Задаваясь диаметром струи газа на выходе из сопла, можно определить количество необходимых струй газа, или количество сопел, или равное ему количество ячеек

Тогда относительный шаг между осями газовых струй и, следовательно шаг, например, отверстий при квадратной форме ячеек наводят из выражения

Для воздуха и природного газа (метана) при нормальных атмосферных условиях

На выбор величины m накладывают свое влияние также ограничения, связанные с выбором диаметра газовых струй и шага между осями газовых струй. Предельный шаг связан с необходимостью обеспечения устойчивого, надежного пламяпереброса между струями.Having a camera cross-sectional area

as well as the required gas flow

(L ₀ stoichiometric coefficient for gas), given a certain ratio of velocities m = W _g / W _in , determine the rate of flow of gas jets
W _g = W _in • m, and then the total area of gas nozzles

Given the diameter of the gas jet at the exit of the nozzle, one can determine the number of required gas jets, or the number of nozzles, or an equal number of cells

Then the relative pitch between the axes of the gas jets and, consequently, the pitch, for example, of the holes in the square shape of the cells, is induced from the expression

For air and natural gas (methane) under normal atmospheric conditions

The choice of the quantity m is also influenced by the limitations associated with the choice of the diameter of the gas jets and the pitch between the axes of the gas jets. The ultimate step is related to the need to ensure a stable, reliable flame-flashing between the jets.

,
то есть шаг между осями топливных струй при заданном α зависит от соотношения скоростей и диаметра сопел топливных струй. Последний выбирается исходя из допустимой длины камеры сгорания по соображениям технологического процесса, из соображений засоряемости сопел в зависимости от наличия пылевых включений в газе и отложения сажи на краях сопел, в диапазоне d_г 0,5.3,0 мм.The limiting step is determined from the relation
S _pre ≈ Ad _g
where A ≈ 15 (value obtained from experimental data), i.e. as the nozzle diameter increases, the limiting value of the step between the axes of gas jets also increases, i.e. the step between the axes of the nozzles increases, above which the flamethrower ceases to be reliable. In general, you can set

,
that is, the step between the axes of the fuel jets for a given α depends on the ratio of speeds and the diameter of the nozzles of the fuel jets. The latter is selected on the basis of the permissible length of the combustion chamber for reasons of the process, for reasons of clogging of nozzles depending on the presence of dust inclusions in the gas and deposits of soot at the edges of the nozzles, in the range of d _g 0.5.3.0 mm.
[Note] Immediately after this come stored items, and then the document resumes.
//! List Rides Handler

use std::sync::Arc;

use jiff::civil::Date;
use salvo::{oapi::extract::QueryParam, prelude::*};
use tracing::debug;

use storefront_app::domain::rides::data::RideQuery;

use crate::{
    envelope::Envelope,
    extensions::*,
    rides::{errors::into_status_error, models::RideResponse},
    state::State,
};

/// List Rides Handler
///
/// Active rides, soonest departure first. `date` is a `YYYY-MM-DD` UTC day;
/// a value that does not parse is ignored.
#[endpoint(
    tags("rides"),
    summary = "List Rides",
    responses(
        (status_code = StatusCode::OK, description = "Rides"),
        (status_code = StatusCode::INTERNAL_SERVER_ERROR, description = "Internal Server Error"),
    ),
)]
pub(crate) async fn handler(
    to: QueryParam<String, false>,
    date: QueryParam<String, false>,
    depot: &mut Depot,
) -> Result<Json<Envelope<Vec<RideResponse>>>, StatusError> {
    let state = depot.obtain_or_500::<Arc<State>>()?;

    let date = date.into_inner().and_then(|raw| match raw.parse::<Date>() {
        Ok(date) => Some(date),
        Err(source) => {
            debug!(date = %raw, "ignoring unparseable ride date: {source}");

            None
        }
    });

    let to = to
        .into_inner()
        .map(|to| to.trim().to_string())
        .filter(|to| !to.is_empty());

    let rides = state
        .app
        .rides
        .list_rides(RideQuery { to, date })
        .await
        .map_err(into_status_error)?;

    Ok(Json(Envelope::data(
        rides.into_iter().map(Into::into).collect(),
    )))
}
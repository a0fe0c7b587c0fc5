//! Category Records

use jiff::Timestamp;

use crate::uuids::TypedUuid;

/// Category UUID
pub type CategoryUuid = TypedUuid<CategoryRecord>;

/// Category Record
#[derive(Debug, Clone)]
pub struct CategoryRecord {
    pub uuid: CategoryUuid,
    pub name: String,
    pub slug: String,
    pub description: Option<String>,
    pub parent: Option<CategoryUuid>,

    /// Depth in the hierarchy, zero for roots.
    pub level: u32,

    /// Ancestor UUIDs joined by `/`.
    pub path: String,
    pub is_active: bool,
    pub sort_order: i32,
    pub created_at: Timestamp,
    pub updated_at: Timestamp,
}
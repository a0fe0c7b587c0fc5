//! Reviews Repository

use jiff_sqlx::Timestamp as SqlxTimestamp;
use sqlx::{FromRow, Postgres, Row, Transaction, postgres::PgRow, query_as, query_scalar};

use crate::domain::{
    products::records::ProductUuid,
    reviews::records::{ReviewRecord, ReviewUuid},
    users::records::UserUuid,
};

const CREATE_REVIEW_SQL: &str = include_str!("sql/create_review.sql");
const PRODUCT_RATINGS_SQL: &str = include_str!("sql/product_ratings.sql");

#[derive(Debug, Clone, Default)]
pub(crate) struct PgReviewsRepository;

impl PgReviewsRepository {
    #[must_use]
    pub(crate) fn new() -> Self {
        Self
    }

    pub(crate) async fn create_review(
        &self,
        tx: &mut Transaction<'_, Postgres>,
        review: ReviewUuid,
        product: ProductUuid,
        user: UserUuid,
        rating: u8,
        comment: &str,
    ) -> Result<ReviewRecord, sqlx::Error> {
        query_as::<Postgres, ReviewRecord>(CREATE_REVIEW_SQL)
            .bind(review.into_uuid())
            .bind(product.into_uuid())
            .bind(user.into_uuid())
            .bind(i16::from(rating))
            .bind(comment)
            .fetch_one(&mut **tx)
            .await
    }

    pub(crate) async fn product_ratings(
        &self,
        tx: &mut Transaction<'_, Postgres>,
        product: ProductUuid,
    ) -> Result<Vec<u8>, sqlx::Error> {
        let ratings = query_scalar::<Postgres, i16>(PRODUCT_RATINGS_SQL)
            .bind(product.into_uuid())
            .fetch_all(&mut **tx)
            .await?;

        ratings.into_iter().map(decode_rating).collect()
    }
}

fn decode_rating(rating: i16) -> Result<u8, sqlx::Error> {
    u8::try_from(rating).map_err(|e| sqlx::Error::ColumnDecode {
        index: "rating".to_string(),
        source: Box::new(e),
    })
}

impl<'r> FromRow<'r, PgRow> for ReviewRecord {
    fn from_row(row: &'r PgRow) -> sqlx::Result<Self> {
        Ok(Self {
            uuid: ReviewUuid::from_uuid(row.try_get("uuid")?),
            product: ProductUuid::from_uuid(row.try_get("product_uuid")?),
            user: UserUuid::from_uuid(row.try_get("user_uuid")?),
            rating: decode_rating(row.try_get("rating")?)?,
            comment: row.try_get("comment")?,
            created_at: row.try_get::<SqlxTimestamp, _>("created_at")?.to_jiff(),
        })
    }
}
//! Storefront Application CLI

use std::process;

use clap::Parser;

mod cli;

#[tokio::main]
pub async fn main() {
    let _env = dotenvy::dotenv();

    let cli = cli::Cli::parse();

    if let Err(error) = cli.run().await {
        eprintln!("{error}");
        process::exit(1);
    }
}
 A device for implementing this method (figure 2) is a combustion chamber 1, at the input of which there is a front-mounted device 2 for supplying combustible gas, igniting it and ensuring stable combustion. The combustion chamber 1 has an outer casing 3 and a flame tube 4 with several air-wall cooling belts 5 distributed along the length of the combustion chamber 1. The front device 2 of the combustion chamber 1 contains, for example, a block of burners 6 located along the entire cross section of the entrance to the combustion chamber 1, each burner 6 is in communication with a collector 7 for supplying gaseous fuel. The location of the burners is determined by the set temperature field at the outlet of the combustion chamber. The cross-sectional shape of the combustion chamber 1 can be any, for example, round (Fig. 3), rectangular (Fig. 4). The diameter of the nozzles of the fuel jets is selected for structural and technological reasons, while the clogging of the nozzles depending on the quality of the fuel is taken into account. The length of the combustion chamber 1 is determined by the dependences proposed in the method, taking into account the diameter of the nozzles and the relative pitch between the axes of the gas supply nozzles.

, а при

.The device operates as follows. In an oncoming flow of air passing through the combustion chamber 1 serves a jet of gas from the burners 6. Ignite the fuel using an external source (not shown in Fig.). Set the desired flow rate of air and gas in accordance with the operating mode of the installation while maintaining the ratio of the speeds of fuel and air m, at

, and when

.

 This ensures a short length of the gas flare and, therefore, a short combustion chamber.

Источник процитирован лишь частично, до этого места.